→ Task requirements: Nothing may be left out, so copy every entry exactly.

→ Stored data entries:
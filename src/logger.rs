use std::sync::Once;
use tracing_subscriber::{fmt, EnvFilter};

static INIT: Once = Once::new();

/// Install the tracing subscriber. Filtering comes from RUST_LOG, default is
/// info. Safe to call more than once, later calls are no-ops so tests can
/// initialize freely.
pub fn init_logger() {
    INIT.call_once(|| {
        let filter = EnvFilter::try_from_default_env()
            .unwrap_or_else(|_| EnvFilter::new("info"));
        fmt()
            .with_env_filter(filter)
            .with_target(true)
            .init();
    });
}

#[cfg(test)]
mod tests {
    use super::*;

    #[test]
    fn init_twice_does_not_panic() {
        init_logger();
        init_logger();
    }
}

→ Completed exercise:
filename src/logger.rs
use std::sync::Once;
use tracing_subscriber::{fmt, EnvFilter};

static INIT: Once = Once::new();

/// Install the tracing subscriber. Filtering comes from RUST_LOG, default is
/// info. Safe to call more than once, later calls are no-ops so tests can
/// initialize freely.
pub fn init_logger() {
    INIT.call_once(|| {
        let filter = EnvFilter::try_from_default_env()
            .unwrap_or_else(|_| EnvFilter::new("info"));
        fmt()
            .with_env_filter(filter)
            .with_target(true)
            .init();
    });
}

#[cfg(test)]
mod tests {
    use super::*;

    #[test]
    fn init_twice_does_not_panic() {
        init_logger();
        init_logger();
    }
}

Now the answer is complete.